Clairement, le bug out fait vendre du matériel, il fait fantasmer et monter en flèche le taux de testostérone, et emballe l'imaginaire.
Simplement, la réalité d'un exil est loin d'un scénario fantasmé, et peut se compliquer cruellement, par exemple si vous avez une femme non entrainée, des enfants, des blessés... avec vous.


"L'heure est-elle venue de partir ?"

Vous devez aborder le problème sous cet angle, et considérer que le départ est la dernière issue. (Sauf, encore une fois, si vous disposez d'une BAD opérationnelle.)

Le fait d'envisager en dernier recours l'évacuation ne doit pas être le prétexte pour éluder le problème. Ne faites pas l'autruche, en refusant de regarder les faits en face ! Et vous aurez d'autant plus de facilité à répondre objectivement à la question, que vous disposerez d'un protocole d'évacuation.
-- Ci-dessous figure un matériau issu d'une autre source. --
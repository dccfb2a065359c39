//! Calendar ranges over duration records. All boundaries are UTC and
//! half-open: a record counts when its `ended_at` lies in `[start, end)`.

use anyhow::{anyhow, Result};
use chrono::{DateTime, Datelike, Duration, NaiveDate, TimeZone, Utc};
use serde::{Deserialize, Serialize};

use crate::db::{Database, StateTotals};

#[derive(Debug, Clone, Copy, PartialEq, Eq, Serialize, Deserialize)]
#[serde(rename_all = "camelCase")]
pub struct TimeRange {
    pub start: DateTime<Utc>,
    pub end: DateTime<Utc>,
}

impl TimeRange {
    pub fn new(start: DateTime<Utc>, end: DateTime<Utc>) -> Result<Self> {
        if end < start {
            return Err(anyhow!("range end {end} is before start {start}"));
        }
        Ok(Self { start, end })
    }

    pub fn day(date: NaiveDate) -> Self {
        let start = midnight(date);
        Self {
            start,
            end: start + Duration::days(1),
        }
    }

    /// ISO week (Monday to Monday) containing `date`.
    pub fn week(date: NaiveDate) -> Self {
        let monday = date - Duration::days(i64::from(date.weekday().num_days_from_monday()));
        let start = midnight(monday);
        Self {
            start,
            end: start + Duration::days(7),
        }
    }

    pub fn month(year: i32, month: u32) -> Result<Self> {
        let first = NaiveDate::from_ymd_opt(year, month, 1)
            .ok_or_else(|| anyhow!("invalid month {year}-{month}"))?;
        let next = if month == 12 {
            NaiveDate::from_ymd_opt(year + 1, 1, 1)
        } else {
            NaiveDate::from_ymd_opt(year, month + 1, 1)
        }
        .ok_or_else(|| anyhow!("month after {year}-{month} is out of range"))?;

        Ok(Self {
            start: midnight(first),
            end: midnight(next),
        })
    }

    pub fn contains(&self, at: DateTime<Utc>) -> bool {
        self.start <= at && at < self.end
    }
}

fn midnight(date: NaiveDate) -> DateTime<Utc> {
    Utc.from_utc_datetime(&date.and_time(chrono::NaiveTime::MIN))
}

pub async fn totals_for(db: &Database, range: TimeRange) -> Result<StateTotals> {
    db.sum_durations_by_state(range.start, range.end).await
}

pub async fn daily_totals(db: &Database, date: NaiveDate) -> Result<StateTotals> {
    totals_for(db, TimeRange::day(date)).await
}

pub async fn weekly_totals(db: &Database, date: NaiveDate) -> Result<StateTotals> {
    totals_for(db, TimeRange::week(date)).await
}

pub async fn monthly_totals(db: &Database, year: i32, month: u32) -> Result<StateTotals> {
    totals_for(db, TimeRange::month(year, month)?).await
}
pub mod accounting;
pub mod audio;
pub mod capture;
pub mod db;
pub mod detection;
pub mod metrics;
pub mod monitor;
pub mod notify;
pub mod settings;
mod utils;

use std::sync::Arc;
use std::time::Duration;

use anyhow::{Context, Result};
use chrono::Utc;
use log::{info, warn};
use tokio_util::sync::CancellationToken;

use audio::AlertPlayer;
use capture::{FileCapture, SidecarTextRecognizer};
use db::Database;
use detection::{
    FallbackDetector, FrameScorer, ReferenceSet, StateDetector, TemplateDetector, TextDetector,
};
use monitor::{status_reporter, MonitorController, MonitorServices};
use notify::LogNotifier;
use settings::{MonitorSettings, SettingsStore};

/// Cadence of the status reporter; kept below the fastest check interval.
const STATUS_REFRESH: Duration = Duration::from_millis(500);

/// Builds the template detector, wrapped with the text fallback when enabled.
fn build_detector(settings: &MonitorSettings) -> Result<Arc<dyn StateDetector>> {
    let references = ReferenceSet::load(&settings.reference_dirs, settings.pyramid_levels)
        .context("failed to load reference images")?;
    let template = TemplateDetector::new(
        Arc::new(references),
        FrameScorer::new(settings.pyramid_levels),
        settings.arbiter(),
    );

    let fallback: Option<Box<dyn StateDetector>> = if settings.text_signal.enabled {
        let recognizer = SidecarTextRecognizer::for_capture(&settings.capture_path);
        Some(Box::new(TextDetector::new(
            recognizer,
            &settings.text_signal.idle_keywords,
        )))
    } else {
        None
    };

    Ok(Arc::new(FallbackDetector::new(Box::new(template), fallback)))
}

/// Closes a session a crash left running and drops expired events.
async fn recover(db: &Database, retention_days: u32) -> Result<()> {
    if let Some(session) = db.get_incomplete_session().await? {
        warn!(
            "Recovered incomplete session {}; marking as Interrupted",
            session.id
        );
        db.mark_session_interrupted(&session.id, Utc::now())
            .await?;
    }

    let removed = db.cleanup_old_events(retention_days).await?;
    if removed > 0 {
        info!("Removed {removed} telemetry events older than {retention_days} days");
    }
    Ok(())
}

/// Runs the monitor until Ctrl-C, then closes the session cleanly.
pub async fn run() -> Result<()> {
    // RUST_LOG wins; info otherwise
    env_logger::Builder::from_env(env_logger::Env::default().default_filter_or("info")).init();

    info!("agentwatch starting up...");

    let settings_store = Arc::new(SettingsStore::new(settings::default_settings_path())?);
    let settings = settings_store.current()?;

    let database = Database::new(settings.db_path.clone())?;
    recover(&database, settings.event_retention_days).await?;

    let player = AlertPlayer::new();
    let services = MonitorServices {
        capture: Arc::new(FileCapture::new(settings.capture_path.clone())),
        detector: build_detector(&settings)?,
        notifier: Arc::new(LogNotifier),
        sounds: Arc::new(player.clone()),
        db: database,
    };

    let mut controller = MonitorController::new(services, settings_store);
    controller.start().await?;

    let cancel_token = CancellationToken::new();
    let reporter = tokio::spawn(status_reporter(
        controller.subscribe(),
        STATUS_REFRESH,
        settings::debug_enabled(),
        cancel_token.clone(),
    ));

    tokio::signal::ctrl_c()
        .await
        .context("failed to listen for Ctrl-C")?;
    info!("Shutdown requested");

    let totals = controller.stop().await?;
    cancel_token.cancel();
    if let Err(err) = reporter.await {
        warn!("status reporter failed to join: {err}");
    }
    player.stop();

    if let Some(totals) = totals {
        info!(
            "Session totals: idle {:.0}s, active {:.0}s, run_command {:.0}s, unknown {:.0}s",
            totals.idle, totals.active, totals.run_command, totals.unknown
        );
    }
    Ok(())
}
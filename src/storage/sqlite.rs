//! SQLite 键值存储
//!
//! 基于 rusqlite 的 `KeyValueStore` 实现，连接以 `Arc<Mutex<Connection>>` 共享。

use std::path::Path;
use std::sync::{Arc, Mutex, MutexGuard};

use rusqlite::{params, Connection, OptionalExtension};

use crate::storage::{migrations, KeyValueStore, StorageError, StorageResult};

/// SQLite 键值存储
#[derive(Debug, Clone)]
pub struct SqliteStore {
    conn: Arc<Mutex<Connection>>,
    db_path: String,
}

impl SqliteStore {
    /// 打开（或创建）数据库文件
    ///
    /// 自动启用 WAL 模式并运行数据库迁移。
    ///
    /// # Example
    /// ```ignore
    /// let store = SqliteStore::open("./data/tuvung.db")?;
    /// ```
    pub fn open<P: AsRef<Path>>(db_path: P) -> StorageResult<Self> {
        let path_str = db_path.as_ref().to_string_lossy().to_string();
        let connection = Connection::open(&db_path)?;

        connection.execute_batch(
            "PRAGMA journal_mode=WAL;
             PRAGMA synchronous=NORMAL;",
        )?;

        Self::from_connection(connection, path_str)
    }

    /// 创建内存数据库（用于测试）
    pub fn in_memory() -> StorageResult<Self> {
        let connection = Connection::open_in_memory()?;
        Self::from_connection(connection, ":memory:".to_string())
    }

    fn from_connection(connection: Connection, db_path: String) -> StorageResult<Self> {
        migrations::run_migrations(&connection)?;
        tracing::debug!(path = %db_path, "sqlite store ready");

        Ok(Self {
            conn: Arc::new(Mutex::new(connection)),
            db_path,
        })
    }

    /// 获取数据库路径
    pub fn db_path(&self) -> &str {
        &self.db_path
    }

    /// 获取连接锁
    pub fn get_conn(&self) -> StorageResult<MutexGuard<'_, Connection>> {
        self.conn
            .lock()
            .map_err(|e| StorageError::LockError(e.to_string()))
    }

    /// 列出所有键
    pub fn keys(&self) -> StorageResult<Vec<String>> {
        let conn = self.get_conn()?;
        let mut stmt = conn.prepare("SELECT key FROM key_value ORDER BY key")?;
        let keys = stmt
            .query_map([], |row| row.get(0))?
            .collect::<Result<Vec<String>, _>>()?;
        Ok(keys)
    }

    /// 已应用的迁移，按版本升序
    pub fn migration_history(&self) -> StorageResult<Vec<migrations::MigrationRecord>> {
        let conn = self.get_conn()?;
        migrations::get_migration_history(&conn)
    }
}

impl KeyValueStore for SqliteStore {
    fn get(&self, key: &str) -> StorageResult<Option<String>> {
        let conn = self.get_conn()?;
        let value = conn
            .query_row(
                "SELECT value FROM key_value WHERE key = ?1",
                params![key],
                |row| row.get(0),
            )
            .optional()?;
        Ok(value)
    }

    fn put(&self, key: &str, value: &str) -> StorageResult<()> {
        let conn = self.get_conn()?;
        conn.execute(
            "INSERT OR REPLACE INTO key_value (key, value, updated_at) VALUES (?1, ?2, datetime('now'))",
            params![key, value],
        )?;
        Ok(())
    }

    fn remove(&self, key: &str) -> StorageResult<bool> {
        let conn = self.get_conn()?;
        let affected = conn.execute("DELETE FROM key_value WHERE key = ?1", params![key])?;
        Ok(affected > 0)
    }
}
En tout état de cause, vous devez juger de la situation sur des critères objectifs, et qui sont à adapter à votre situation personnelle. Par exemple, l'épuisement des supermarchés est à interpréter différemment, suivant que vos stocks se trouvent à votre domicile, dans une BAD, ou dans un autre point de chute.)

Si je reste dans les hypothèses prises pour cet article (vous avez un point de chute, mais il n'est pas aussi bien équipé que votre domicile), voici trois points à vérifier en permanence. Si l'un ou l'autre est atteint, je pense que c'est le signal du départ imminent :
  • des individus nuisibles se regroupent en bandes et les forces de l'ordre commencent à être dépassées par la situation et des rumeurs d'atteinte aux biens et au personnes se font entendre
  • risque objectif menaçant votre domicile et contre lequel vous n'êtes pas préparés, ou contre lequel vous ne pouvez pas lutter : force armée ennemie ; incendie ; inondation ; risque de rupture de barrage...
  • si la crise est de nature à ce que les ressources probables dans votre point de chute deviennent supérieures à vos ressources certaines sur votre lieu de résidence (cas typique de l'évacuation d'un appartement en faveur d'une résidence secondaire à la campagne).


De quoi réfléchir...

N'oubliez jamais qu'en cas de crise, la quasi-totalité de la population aura une réaction identique (telle que fuir à un endroit X), et à ce moment chacun croira être le seul à avoir eu cette idée.

Ça ne sert à rien d'évacuer, si tout le monde évacue en même temps que vous.

Ça ne sert à rien d'évacuer, si vous prenez un flot de citadins deux jours plus tard.

Pensez différemment. Pensez à contre-courant.